• _Problem to work on_:
Please take the records that follow and repeat exactly the lines starting with the line with "social login started." and going on through the line with "session is cleared.".
======== Records for processing
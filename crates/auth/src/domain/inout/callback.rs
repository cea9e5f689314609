use app_core::identity::Session;

use crate::domain::error::{FlowError, ReconciliationWarning};
use crate::domain::flow::FlowState;
use crate::domain::redirect::CallbackRedirect;

// ╔════════════════════════════╗
// ║       Auth Callback        ║
// ╚════════════════════════════╝

#[derive(Debug, Clone, PartialEq, Eq)]
pub struct CallbackInput {
    /// Request target the browser landed on, e.g. `/auth/callback?code=abc123`.
    pub uri: String,
    /// Session already held by the client, if any.
    pub session: Option<Session>,
    /// PKCE verifier stored when the social login started.
    pub code_verifier: Option<String>,
}

#[derive(Debug)]
pub struct CallbackOutput {
    pub redirect: CallbackRedirect,
    /// Session the client keeps. `None` means the client session is cleared.
    pub session: Option<Session>,
    /// Every state the run visited, `Start` first.
    pub trail: Vec<FlowState>,
    pub error: Option<FlowError>,
    pub warnings: Vec<ReconciliationWarning>,
}

/// Query parameters the identity provider appends to the callback URL.
#[derive(Debug, Default, PartialEq, Eq)]
pub struct CallbackParams {
    pub code: Option<String>,
    pub error: Option<String>,
    pub error_description: Option<String>,
}

impl CallbackParams {
    /// Accepts an absolute URL or a bare request target. Empty values count as
    /// absent.
    pub fn from_uri(uri: &str) -> Self {
        let without_fragment = uri.split_once('#').map_or(uri, |(head, _)| head);
        let Some((_, query)) = without_fragment.split_once('?') else {
            return Self::default();
        };

        let mut params = Self::default();
        for (key, value) in url::form_urlencoded::parse(query.as_bytes()) {
            if value.is_empty() {
                continue;
            }
            let slot = match &*key {
                "code" => &mut params.code,
                "error" => &mut params.error,
                "error_description" => &mut params.error_description,
                _ => continue,
            };
            slot.get_or_insert_with(|| value.into_owned());
        }

        params
    }
}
================
• _Solution to this task_:
    /// PKCE verifier stored when the social login started.
    pub code_verifier: Option<String>,
}

#[derive(Debug)]
pub struct CallbackOutput {
    pub redirect: CallbackRedirect,
    /// Session the client keeps. `None` means the client session is cleared.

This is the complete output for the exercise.